Liberation Will Be No Cakewalk: Lessons for the Iraqi Future from Past Experience

October 30, 2002 Topic: HistoryPost-ConflictSecuritySociety

Liberation Will Be No Cakewalk: Lessons for the Iraqi Future from Past Experience

As the Bush Administration ponders the invasion of Iraq and what to do in its aftermath, some are suggesting that the liberation of Japan and Europe could be models for future American behavior.

As the Bush Administration ponders the invasion of Iraq and what to do in its aftermath, some are suggesting that the liberation of Japan and Europe could be models for future American behavior. Before we get too carried away with images of Iraqis joyously welcoming the United States Army as it marches into Baghdad and casting the Commander of CENTCOM, General Tommy Franks, in the role of proconsul, it is useful to recall that the conditions at the end of World War II were volatile and that the successful transition of Germany and Japan into thriving democracies was not without pain and danger. Generals Lucius Clay and Douglas MacArthur, the two generals who were in charge, respectively, of the American sector of occupied Germany and Japan, had different tasks and achieved them in different ways.
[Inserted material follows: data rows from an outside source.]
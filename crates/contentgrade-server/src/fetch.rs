//! Page fetching for URL grading requests.
//!
//! [`PageFetcher`] is the seam between the grading pipeline and the network;
//! [`HttpPageFetcher`] is the reqwest-backed implementation.

use async_trait::async_trait;
use thiserror::Error;

/// Why a page could not be fetched.
///
/// An HTTP error status is not a failure: the error page's body is returned
/// and graded like any other page.
#[derive(Debug, Clone, Error, PartialEq, Eq)]
pub enum FetchError {
    /// Connection, TLS, invalid URL, or body read failure.
    #[error("page fetch failed: {0}")]
    Transport(String),
}

/// Fetches the raw body of a page, whatever its status.
#[async_trait]
pub trait PageFetcher: Send + Sync {
    async fn fetch(&self, url: &str) -> Result<String, FetchError>;
}

/// Plain unauthenticated GET over a shared `reqwest::Client`.
#[derive(Debug, Clone)]
pub struct HttpPageFetcher {
    client: reqwest::Client,
}

impl HttpPageFetcher {
    pub fn new(client: reqwest::Client) -> Self {
        HttpPageFetcher { client }
    }
}

#[async_trait]
impl PageFetcher for HttpPageFetcher {
    async fn fetch(&self, url: &str) -> Result<String, FetchError> {
        let response = self
            .client
            .get(url)
            .send()
            .await
            .map_err(|err| FetchError::Transport(err.to_string()))?;

        let status = response.status();
        if !status.is_success() {
            tracing::debug!(%status, url, "page answered with error status; grading its body");
        }

        response
            .text()
            .await
            .map_err(|err| FetchError::Transport(err.to_string()))
    }
}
The liberation of Europe from Nazi domination coincided with a new struggle with the central and eastern regions under the de facto control of the Red Army. To the west, the liberation of France in the summer of 1944 (while welcomed by the majority of the population) was accompanied by one of the most brutal episodes in recent French history. In the wake of the allied military victories, the French turned on each other. Over a period of a few months there were over 9,000 extrajudicial killings during what became known as the "purge", or l'epuration. Collaborators, real and imagined, were summarily executed, often by French communists bent on a power grab of their own. In many cases individuals used the occasion to settle personal scores and eliminate rivals. There is no reason to believe that similar passions will not be unleashed in Iraq. Given the hatred of the repressed groups, especially the Shi'a, towards their predominantly Sunni masters, it is likely that there will be much blood-letting unless the United States occupies the country with sufficiently large ground forces to be capable of assuming the responsibilities of policeman as well as peacekeeper and liberator.

For a year and a half after VE day in May 1945, Europe teetered on the brink of chaos. The United States withdrew much of its military might soon after the war. Conditions were so bad that France, Italy, and Greece were on the verge of becoming communist. Europe experienced an energy crisis so severe that Britain, still one of the "Big Three", was forced to abandon its military presence in Greece and Turkey and accelerate its departure from India and Palestine. The Truman Doctrine and the Marshall Plan were announced in March and June 1947, not as a response to the defeat of Germany, but because of the Cold War and the political crises that followed liberation.

In Japan it was a different story. What made MacArthur's task more manageable was his wise decision not to prosecute the Emperor, but rather have the Emperor announce that cooperation with the occupying forces was a duty for all Japanese. Since the Japanese were a very homogeneous society and revered the Emperor, his word was final and accepted. Japan overnight became a pacifist society. We assume that Saddam Hussein is not revered by the Iraqis (despite his recent unanimous re-election) but loathed. It is clear that the Bush Administration does not plan to "save" him and give him a chance to redeem his people. Morever, Iraq is a very heterogeneous society, totally unlike Japan. It is hard to imagine Iraqis behaving in as docile a manner as the Japanese.

We are right to feel proud of the achievements in Europe and Japan after the great victories of 1945. But we should be wary of romantic notions that a quick military victory against Iraq will enable us to redraw the geopolitical map of the Middle East according to our preferences. It is true there will be no "Red Army" to contend with, but to be complacent about the future role and behavior of Iraq's neighbors, including Turkey, Saudi Arabia, Iran, Jordan, Syria, and the small Gulf countries, will be to commit an act of extreme hubris. There is little to suggest these countries share our earnest desire to reshape the region in our own image. Instead, their capacity to create trouble for us is almost unlimited. Of particular concern is the potential for serious confrontations between Turkey and the Kurds of Northern Iraq over the control of the rich city of Kirkuk.

Military victory does not preordain successful reconstruction. In 1945, there were no guarantees that Japan and Germany would emerge as peaceful, democratic nation-states (and the eastern portion of Germany did not share in the benefits until 1990). We should be very cautious in projecting a prosperous and peaceful post-Saddam Iraq simply because we were successful fifty years ago. Realistic assessments--not nostalgic memories--should guide the development of American policy.

 

Geoffrey Kemp is the Director of Regional Strategic Programs at the Nixon Center. During the first Reagan Administration, he served as a Special Assistant to the President for National Security Affairs and as Senior Director for Near East and South Asian Affairs on the National Security Council Staff.